Una storia struggente, quella che fino al 31 gennaio prossimo si potrà vedere al Teatro “Il Vascello” di Roma, appassionante, che solo Sonia Bergamasco avrebbe potuto interpretare per quel dono di natura vocale che si ritrova, essere tanti pur essendo una. Una narrato infatti con cinque voci essenziali: la madre, la figlia, il padre, l’istitutrice e la vecchia cugina. “E’ la presa di coscienza del rispecchiamento umano e feroce di due donne, madre e figlia – spiega Bergamasco – E’ l’arma di vendetta di una scrittrice che sempre, in ogni sua opera, ricorda e non perdona. La scrittura come arma, scoperta molto presto da Irene, proprio contro quella famiglia, quella madre che non aveva saputo amarla”. Fu la stessa scrittrice ad annotare che : “un’infanzia infelice è come un corpo insepolto, geme in eterno”.

In quel buio di scena vedrete tanti specchi coperti, che ogni volta sono un dialogo o un personaggio, che riflettono disamore, rabbia, illusione, conflitti interiori.
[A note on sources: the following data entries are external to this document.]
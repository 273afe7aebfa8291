use std::sync::Arc;

use anyhow::anyhow;
use clap::Parser;
use dotenv::dotenv;
use tokio::sync::Mutex;
use tokio_cron_scheduler::JobScheduler;
use tracing::{error, info};

use razgon_bot::app_config::log::setup_logging;
use razgon_bot::app_config::settings::AppConfig;
use razgon_bot::error::app_error::AppError;
use razgon_bot::job::break_even_job::PlanBook;
use razgon_bot::job::daily_reset_job::DailyResetJob;
use razgon_bot::trading::risk::risk_manager::{FixedLotSizer, RiskManager};
use razgon_bot::trading::services::telegram_bot::TelegramBot;
use razgon_bot::trading::services::trading_switch::TradingSwitch;
use razgon_bot::trading::task::trading_loop::TradingLoop;
use razgon_bot::trading::venue::bridge::BridgeClient;
use razgon_bot::trading::venue::sim::SimVenue;
use razgon_bot::trading::venue::VenueApi;

#[derive(Parser, Debug)]
#[command(name = "razgon_bot", about = "MT5 trend-following trading bot")]
struct Args {
    /// 使用模拟盘网关，不连接真实MT5
    #[arg(long)]
    paper: bool,

    /// 覆盖配置中的品种列表，逗号分隔
    #[arg(long)]
    symbols: Option<String>,
}

#[tokio::main]
async fn main() -> anyhow::Result<()> {
    dotenv().ok();
    // 设置日志
    setup_logging().await?;

    let args = Args::parse();

    let mut config = AppConfig::from_env();
    if let Some(symbols) = &args.symbols {
        config.symbol_list = symbols
            .split(',')
            .map(|s| s.trim().to_uppercase())
            .filter(|s| !s.is_empty())
            .collect();
    }
    // 配置缺失是致命错误，进程不进入主循环
    config
        .validate(args.paper)
        .map_err(|e: AppError| anyhow!("startup aborted: {}", e))?;
    let config = Arc::new(config);

    let venue: Arc<dyn VenueApi> = if args.paper {
        info!("running in paper mode with simulated venue");
        Arc::new(SimVenue::new(config.owner_tag))
    } else {
        Arc::new(BridgeClient::from_config(&config).map_err(|e| anyhow!("{}", e))?)
    };

    // 开关初始为关闭，等待操作者 /on
    let switch = Arc::new(TradingSwitch::new(false));
    let risk_manager = Arc::new(Mutex::new(RiskManager::new(&config)));
    let plan_book = Arc::new(Mutex::new(PlanBook::new()));

    let bot = Arc::new(TelegramBot::new(
        Arc::clone(&config),
        Arc::clone(&switch),
        Arc::clone(&risk_manager),
        Arc::clone(&plan_book),
        Arc::clone(&venue),
    ));

    // 每日00:00 UTC重置风控计数
    let mut scheduler = JobScheduler::new()
        .await
        .map_err(|e| anyhow!("scheduler init failed: {}", e))?;
    DailyResetJob::register(&scheduler, Arc::clone(&venue), Arc::clone(&risk_manager)).await?;
    scheduler
        .start()
        .await
        .map_err(|e| anyhow!("scheduler start failed: {}", e))?;

    // Telegram监听独立于交易循环运行
    let bot_task = {
        let bot = Arc::clone(&bot);
        tokio::spawn(async move {
            if let Err(e) = bot.run().await {
                error!("telegram bot crashed: {}", e);
            }
        })
    };

    let lot_sizer = Box::new(FixedLotSizer {
        lot: config.fixed_lot,
    });
    let trading_loop = TradingLoop::new(
        Arc::clone(&config),
        Arc::clone(&venue),
        Arc::clone(&switch),
        Arc::clone(&risk_manager),
        Arc::clone(&plan_book),
        Arc::clone(&bot),
        lot_sizer,
    );
    let loop_task = tokio::spawn(async move {
        if let Err(e) = trading_loop.run().await {
            error!("trading loop crashed: {}", e);
        }
    });

    // 捕捉Ctrl+C信号以平滑关闭
    tokio::signal::ctrl_c().await?;
    info!("shutdown requested");

    bot_task.abort();
    loop_task.abort();
    if let Err(e) = scheduler.shutdown().await {
        error!("scheduler shutdown failed: {}", e);
    }
    if let Err(e) = venue.disconnect().await {
        error!("venue disconnect failed: {}", e);
    }
    info!("bot stopped");
    Ok(())
}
Vibrano nei pori della pelle quelle note su cui balla la splendida attrice, dalla carnagione chiarissima e dalle labbra sensuali. Le note del valzer viennese creano il sesto personaggio del racconto, fanno sognare la madre che potrà dare il sognato schiaffo alla società e parenti ed alla figlia, che più di tutti avrebbe voluto essere invitata. Il ballo in sé è felice, ma qui, è dai contorni pericolosamente psicologici, un’arma tra il proprio io ed il mondo per la madre, il passaggio per la figlia da Biancaneve al mondo degli adulti. Ci fosse l’Oscar del teatro italiano, quest’attrice dai capelli aurei ed il fisico da Dea dell’Olimpo greco lo avrebbe vinto. Davanti a lei non ci sono rivali in scena. E’ il connubio tra arte ed eccellenza, la perfezione e la bellezza raffinata.

L’abbiamo vista nella serie tv di Rai Fiction “Una grande famiglia” ed è la nuova Livia nel commissario Montalbano. Al cinema è dal 1 gennaio nel film campione di incassi della stagione, “Quo Vado?” Dove interpreta l’inflessibile dottoressa Sirioni che tenta in ogni modo di far firmare le dimissioni all’impiegato Zalone, amante del “posto fisso”. Prima ancora è stata indimenticabile nel film Rai tv (2005) su Alcide De Gasperi (accanto al consorte) e poi come perla rossa nel film di Franco Battiato “Musikanten”. Una filmografia che il tempo allungherà ulteriormente…

Per il debutto romano c’erano in prima fila il marito Fabrizio Gifuni, altro “asso” del cinema e del teatro italiano, e le figlie Maria e Valeria. A loro è andato il bacio dell’attrice quando al termine del monologo ha ricevuto la calorosa standing ovation di un pubblico oltremodo entusiasta. Dalla platea si “balla” emotivamente con l’indiscussa protagonista della pièce. Per questo, tenetevi forte per la scena in cui danza sulle musiche del valzer viennese di Strauss mentre avvolta dal buio si muove in un intrigante telo di plastica.

Il magico disegno di luci è di Cesare Accetta, la scena è di Barbara Petrecca, costume Giovanna Buzzi. Una produzione Teatro Franco Parenti (diretto da Andrèe Ruth Shammah) e Sonia Bergamasco.

Le prossime date, dopo la capitale, saranno al Teatro Franco Parenti di Milano (dal 9 febbraio al 6 marzo 2016) ed il 10 e 11 marzo al Teatro delle Briciole di Parma.